Spotted by Johnnie Moore, who seems to be the source of most of the good links I end up finding :-) .
Saturday, February 24, 2007
Why you go to McDonald's

“Brands are used as risk reduction in an over-crowded world of choice. That’s why you go to McDonald’s – you have in advance a certainty of the taste, the experience and the exact level of disappointment you will feel.”

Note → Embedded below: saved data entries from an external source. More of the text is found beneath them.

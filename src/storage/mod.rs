/// Persistence collaborators of the engine
///
/// Each store is an async trait with a SQLite implementation (sqlx) for the
/// server and an in-memory implementation for tests and embedding:
/// - `WorkflowStore`: workflow definitions and run bookkeeping
/// - `VariableStore`: the durable variable map
/// - `AccountStore`: per-service account records read and updated by modules
/// - `LogSink`: append-only run and module event records

use crate::error::StorageError;
use crate::runtime::variables::VariableMap;
use crate::workflow::types::Workflow;
use async_trait::async_trait;
use chrono::{DateTime, Utc};
use serde::{Deserialize, Serialize};
use serde_json::{Map, Value};
use std::{fmt, str::FromStr};

// SQLite pool creation and schema bootstrap
pub mod database;

// SQLite store implementations
pub mod accounts;
pub mod logs;
pub mod variables;

// In-memory store implementations
pub mod memory;

pub use accounts::SqliteAccountStore;
pub use database::Database;
pub use logs::SqliteLogSink;
pub use memory::{MemoryAccountStore, MemoryLogSink, MemoryVariableStore, MemoryWorkflowStore};
pub use variables::SqliteVariableStore;

/// Source name of log entries that do not belong to a workflow
pub const SYSTEM_SOURCE: &str = "system";

#[async_trait]
pub trait WorkflowStore: Send + Sync {
    async fn list(&self) -> Result<Vec<Workflow>, StorageError>;

    async fn get(&self, id: &str) -> Result<Option<Workflow>, StorageError>;

    /// Insert or replace; assigns an id when empty and stamps `updated_at`
    async fn save(&self, workflow: Workflow) -> Result<Workflow, StorageError>;

    async fn delete(&self, id: &str) -> Result<bool, StorageError>;

    /// Stamp `last_run` with the current time and store the result summary
    async fn record_result(&self, id: &str, result: &str) -> Result<bool, StorageError> {
        let Some(mut workflow) = self.get(id).await? else {
            return Ok(false);
        };
        workflow.last_run = Some(Utc::now());
        workflow.last_result = Some(result.to_string());
        self.save(workflow).await?;
        Ok(true)
    }
}

#[async_trait]
pub trait VariableStore: Send + Sync {
    async fn load_all(&self) -> Result<VariableMap, StorageError>;

    /// Merge: upsert every given key, leave other stored keys untouched
    async fn save_all(&self, variables: &VariableMap) -> Result<(), StorageError>;
}

/// Field map of one account record
pub type AccountRecord = Map<String, Value>;

#[async_trait]
pub trait AccountStore: Send + Sync {
    async fn get_account(
        &self,
        category: &str,
        service: &str,
        account: &str,
    ) -> Result<Option<AccountRecord>, StorageError>;

    /// Set one field, creating the service and account entries when missing
    async fn update_field(
        &self,
        category: &str,
        service: &str,
        account: &str,
        field: &str,
        value: &str,
    ) -> Result<(), StorageError>;
}

#[async_trait]
pub trait LogSink: Send + Sync {
    async fn append(
        &self,
        level: LogLevel,
        source: &str,
        message: &str,
        details: Option<Value>,
    ) -> Result<LogEntry, StorageError>;

    /// Delete warning entries of one workflow; returns how many were removed
    async fn clear_warnings(&self, workflow_id: &str) -> Result<u64, StorageError>;

    /// Newest entries first
    async fn list(&self, filter: &LogFilter) -> Result<Vec<LogEntry>, StorageError>;
}

#[derive(Debug, Clone, Copy, PartialEq, Eq, Hash, Serialize, Deserialize)]
#[serde(rename_all = "lowercase")]
pub enum LogLevel {
    Debug,
    Info,
    Warning,
    Error,
}

impl LogLevel {
    pub fn as_str(&self) -> &'static str {
        match self {
            LogLevel::Debug => "debug",
            LogLevel::Info => "info",
            LogLevel::Warning => "warning",
            LogLevel::Error => "error",
        }
    }
}

impl fmt::Display for LogLevel {
    fn fmt(&self, f: &mut fmt::Formatter<'_>) -> fmt::Result {
        f.write_str(self.as_str())
    }
}

impl FromStr for LogLevel {
    type Err = StorageError;

    fn from_str(level: &str) -> Result<Self, Self::Err> {
        match level.to_ascii_lowercase().as_str() {
            "debug" => Ok(LogLevel::Debug),
            "info" => Ok(LogLevel::Info),
            "warning" | "warn" => Ok(LogLevel::Warning),
            "error" => Ok(LogLevel::Error),
            other => Err(StorageError::Corrupt(format!("unknown log level '{other}'"))),
        }
    }
}

/// One persisted log record
#[derive(Debug, Clone, Serialize, Deserialize)]
pub struct LogEntry {
    pub id: String,
    pub timestamp: DateTime<Utc>,
    pub level: LogLevel,
    /// Workflow id or `system`
    pub source: String,
    pub message: String,
    #[serde(default, skip_serializing_if = "Option::is_none")]
    pub details: Option<Value>,
}

impl LogEntry {
    pub fn new(level: LogLevel, source: &str, message: &str, details: Option<Value>) -> Self {
        Self {
            id: uuid::Uuid::new_v4().to_string(),
            timestamp: Utc::now(),
            level,
            source: source.to_string(),
            message: message.to_string(),
            details,
        }
    }

    pub fn is_system(&self) -> bool {
        self.source == SYSTEM_SOURCE
    }
}

fn default_log_limit() -> usize {
    100
}

/// Query for `LogSink::list`
#[derive(Debug, Clone, Deserialize)]
pub struct LogFilter {
    #[serde(default)]
    pub source: Option<String>,
    #[serde(default)]
    pub level: Option<LogLevel>,
    #[serde(default = "default_log_limit")]
    pub limit: usize,
}

impl Default for LogFilter {
    fn default() -> Self {
        Self {
            source: None,
            level: None,
            limit: default_log_limit(),
        }
    }
}

impl LogFilter {
    pub fn for_source(source: impl Into<String>) -> Self {
        Self {
            source: Some(source.into()),
            ..Self::default()
        }
    }

    pub fn matches(&self, entry: &LogEntry) -> bool {
        self.source.as_deref().map_or(true, |source| entry.source == source)
            && self.level.map_or(true, |level| entry.level == level)
    }
}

- Funky Business author Kjell Nordstrom
Kjell Nordstrom tells us to be constantly inventive and to surprise customers and make them smile. You can do it in the smallest things. That's the back of his head on his business card, top left, for example, with a Post-It over the private details:
Labels: brands, kjell nordstrom
Friday, February 23, 2007
Legendary service without breaking the bank
This does not mean, however, that you should not encourage extraordinary acts that go above the cost to serve for an individual customer…Just that you should ration them sensibly.
Here's my tip for breaking the paradox:
i) In a call center/centre environment, have a rota system for ‘extraordinariness’. One person can spend half an hour a day in ‘extraordinary’ mode, proactively offering imaginative service to clients with the specific aim of generating word-of-mouth stories. Or, maybe nominate one person as ‘hero for the day’, whose job is to jump in, emergency service-style, when there is a service failure, and achieve an extraordinary recovery.

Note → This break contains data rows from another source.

//! Logging capability consumed by [`Fleet`](crate::fleet::Fleet).
//!
//! The fleet only needs something it can hand a message to. Sinks here
//! cover the console, an append-only file, the process `tracing`
//! subscriber and an in-memory buffer.

use std::{
    fs::{File, OpenOptions},
    io::Write,
    path::{Path, PathBuf},
};

use parking_lot::Mutex;
use serde::{Deserialize, Serialize};
use tracing::{info, warn};

use crate::{config::AppConfig, error::FleetError};

/// Receives fleet activity messages.
pub trait FleetLogger {
    /// Record a single message. Delivery is best-effort.
    fn log(&self, message: &str);
}

/// Selects which sink [`build_logger`] creates.
#[derive(Debug, Clone, Copy, PartialEq, Eq, Default, Serialize, Deserialize)]
#[serde(rename_all = "lowercase")]
pub enum LoggerKind {
    /// Print to [`AppConfig::console_stream`].
    #[default]
    Console,
    /// Append to [`AppConfig::log_file`].
    File,
    /// Forward to `tracing`.
    Tracing,
    /// Keep messages in memory.
    Memory,
}

impl std::str::FromStr for LoggerKind {
    type Err = FleetError;

    fn from_str(value: &str) -> Result<Self, Self::Err> {
        match value.trim().to_ascii_lowercase().as_str() {
            "console" => Ok(LoggerKind::Console),
            "file" => Ok(LoggerKind::File),
            "tracing" => Ok(LoggerKind::Tracing),
            "memory" => Ok(LoggerKind::Memory),
            other => Err(FleetError::UnknownLogger(other.to_string())),
        }
    }
}

/// Terminal stream used by [`ConsoleLogger`].
#[derive(Debug, Clone, Copy, PartialEq, Eq, Default, Serialize, Deserialize)]
#[serde(rename_all = "lowercase")]
pub enum ConsoleStream {
    /// Standard output.
    #[default]
    Stdout,
    /// Standard error; keeps stdout free for machine-readable output.
    Stderr,
}

/// Writes `[Console] <message>` lines to a terminal stream.
#[derive(Debug, Default)]
pub struct ConsoleLogger {
    stream: ConsoleStream,
}

impl ConsoleLogger {
    /// Log to `stream`.
    pub fn new(stream: ConsoleStream) -> Self {
        Self { stream }
    }

    /// Stream this logger writes to.
    pub fn stream(&self) -> ConsoleStream {
        self.stream
    }
}

impl FleetLogger for ConsoleLogger {
    fn log(&self, message: &str) {
        match self.stream {
            ConsoleStream::Stdout => println!("[Console] {message}"),
            ConsoleStream::Stderr => eprintln!("[Console] {message}"),
        }
    }
}

/// Appends `[File] <message>` lines to a file.
#[derive(Debug)]
pub struct FileLogger {
    path: PathBuf,
    file: Mutex<File>,
}

impl FileLogger {
    /// Open `path` for appending, creating it and its parent directory if needed.
    pub fn open(path: impl AsRef<Path>) -> Result<Self, FleetError> {
        let path = path.as_ref();
        if let Some(parent) = path.parent().filter(|p| !p.as_os_str().is_empty()) {
            std::fs::create_dir_all(parent).map_err(|source| FleetError::Io {
                path: parent.to_path_buf(),
                source,
            })?;
        }
        let file = OpenOptions::new()
            .create(true)
            .append(true)
            .open(path)
            .map_err(|source| FleetError::Io {
                path: path.to_path_buf(),
                source,
            })?;
        Ok(Self {
            path: path.to_path_buf(),
            file: Mutex::new(file),
        })
    }

    /// Location of the log file.
    pub fn path(&self) -> &Path {
        &self.path
    }
}

impl FleetLogger for FileLogger {
    fn log(&self, message: &str) {
        let mut file = self.file.lock();
        if let Err(err) = writeln!(file, "[File] {message}") {
            warn!("failed to write to {}: {err}", self.path.display());
        }
    }
}

/// Forwards messages to the installed `tracing` subscriber.
#[derive(Debug, Default)]
pub struct TracingLogger;

impl FleetLogger for TracingLogger {
    fn log(&self, message: &str) {
        info!(target: "fleet", "{message}");
    }
}

/// Buffers messages in memory.
#[derive(Debug, Default)]
pub struct MemoryLogger {
    entries: Mutex<Vec<String>>,
}

impl MemoryLogger {
    /// Create an empty buffer.
    pub fn new() -> Self {
        Self::default()
    }

    /// Snapshot of all recorded messages in order.
    pub fn entries(&self) -> Vec<String> {
        self.entries.lock().clone()
    }

    /// Number of recorded messages.
    pub fn len(&self) -> usize {
        self.entries.lock().len()
    }

    /// Whether nothing has been recorded yet.
    pub fn is_empty(&self) -> bool {
        self.entries.lock().is_empty()
    }
}

impl FleetLogger for MemoryLogger {
    fn log(&self, message: &str) {
        self.entries.lock().push(message.to_string());
    }
}

/// Create the sink selected by `config`.
pub fn build_logger(config: &AppConfig) -> Result<Box<dyn FleetLogger>, FleetError> {
    let logger: Box<dyn FleetLogger> = match config.logger {
        LoggerKind::Console => Box::new(ConsoleLogger::new(config.console_stream)),
        LoggerKind::File => Box::new(FileLogger::open(&config.log_file)?),
        LoggerKind::Tracing => Box::new(TracingLogger),
        LoggerKind::Memory => Box::new(MemoryLogger::new()),
    };
    Ok(logger)
}

#[cfg(test)]
mod tests {
    use super::*;
    use anyhow::Result;
    use std::fs;
    use tempfile::tempdir;

    #[test]
    fn memory_logger_keeps_order() {
        let logger = MemoryLogger::new();
        assert!(logger.is_empty());
        logger.log("first");
        logger.log("second");
        assert_eq!(logger.entries(), vec!["first", "second"]);
        assert_eq!(logger.len(), 2);
    }

    #[test]
    fn file_logger_appends_prefixed_lines() -> Result<()> {
        let dir = tempdir()?;
        let path = dir.path().join("nested").join("fleet.log");

        let logger = FileLogger::open(&path)?;
        logger.log("one");
        drop(logger);

        let logger = FileLogger::open(&path)?;
        logger.log("two");
        assert_eq!(logger.path(), path.as_path());

        assert_eq!(fs::read_to_string(&path)?, "[File] one\n[File] two\n");
        Ok(())
    }

    #[test]
    fn parses_logger_kinds() {
        assert_eq!("Console".parse::<LoggerKind>().ok(), Some(LoggerKind::Console));
        assert_eq!(" file ".parse::<LoggerKind>().ok(), Some(LoggerKind::File));
        assert_eq!("tracing".parse::<LoggerKind>().ok(), Some(LoggerKind::Tracing));
        assert!(matches!(
            "syslog".parse::<LoggerKind>(),
            Err(FleetError::UnknownLogger(name)) if name == "syslog"
        ));
    }

    #[test]
    fn console_stream_defaults_to_stdout() {
        assert_eq!(ConsoleLogger::default().stream(), ConsoleStream::Stdout);
        assert_eq!(
            ConsoleLogger::new(ConsoleStream::Stderr).stream(),
            ConsoleStream::Stderr
        );
    }

    #[test]
    fn builds_file_logger_from_config() -> Result<()> {
        let dir = tempdir()?;
        let config = AppConfig {
            logger: LoggerKind::File,
            log_file: dir.path().join("fleet.log"),
            ..AppConfig::default()
        };
        let logger = build_logger(&config)?;
        logger.log("hello");
        assert_eq!(fs::read_to_string(&config.log_file)?, "[File] hello\n");
        Ok(())
    }
}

ii) In a non-call center/centre environment, perhaps encourage your people to aim for and report back one heroic encounter with a customer per day, week or month (whichever is appropriate: be flexible – this is guidance on the principle, not the detail). That’s enough to generate the legends without breaking the bank.
This tip is from the March edition of my series One A Day For Customers, which will be on www.lulu.com in, er, March.
Labels: legendary service
Thursday, February 22, 2007
Close to the customer: 25 years on, we seem to have forgotten...
USEFUL CONCEPT
Close to the customer. In most organizations, distance from the customer denotes seniority. The more contact you have with customers, the lower your status must be (though this is not said openly). Tom Peters and Bob Waterman put customers and the frontline at the heart of the business agenda with the phrase ‘close to the customer’ in the book In Search of Excellence in 1982. A quarter of a century later, many leaders still don’t realize that they have to take this phrase literally and spend a significant portion of their time where their business actually is.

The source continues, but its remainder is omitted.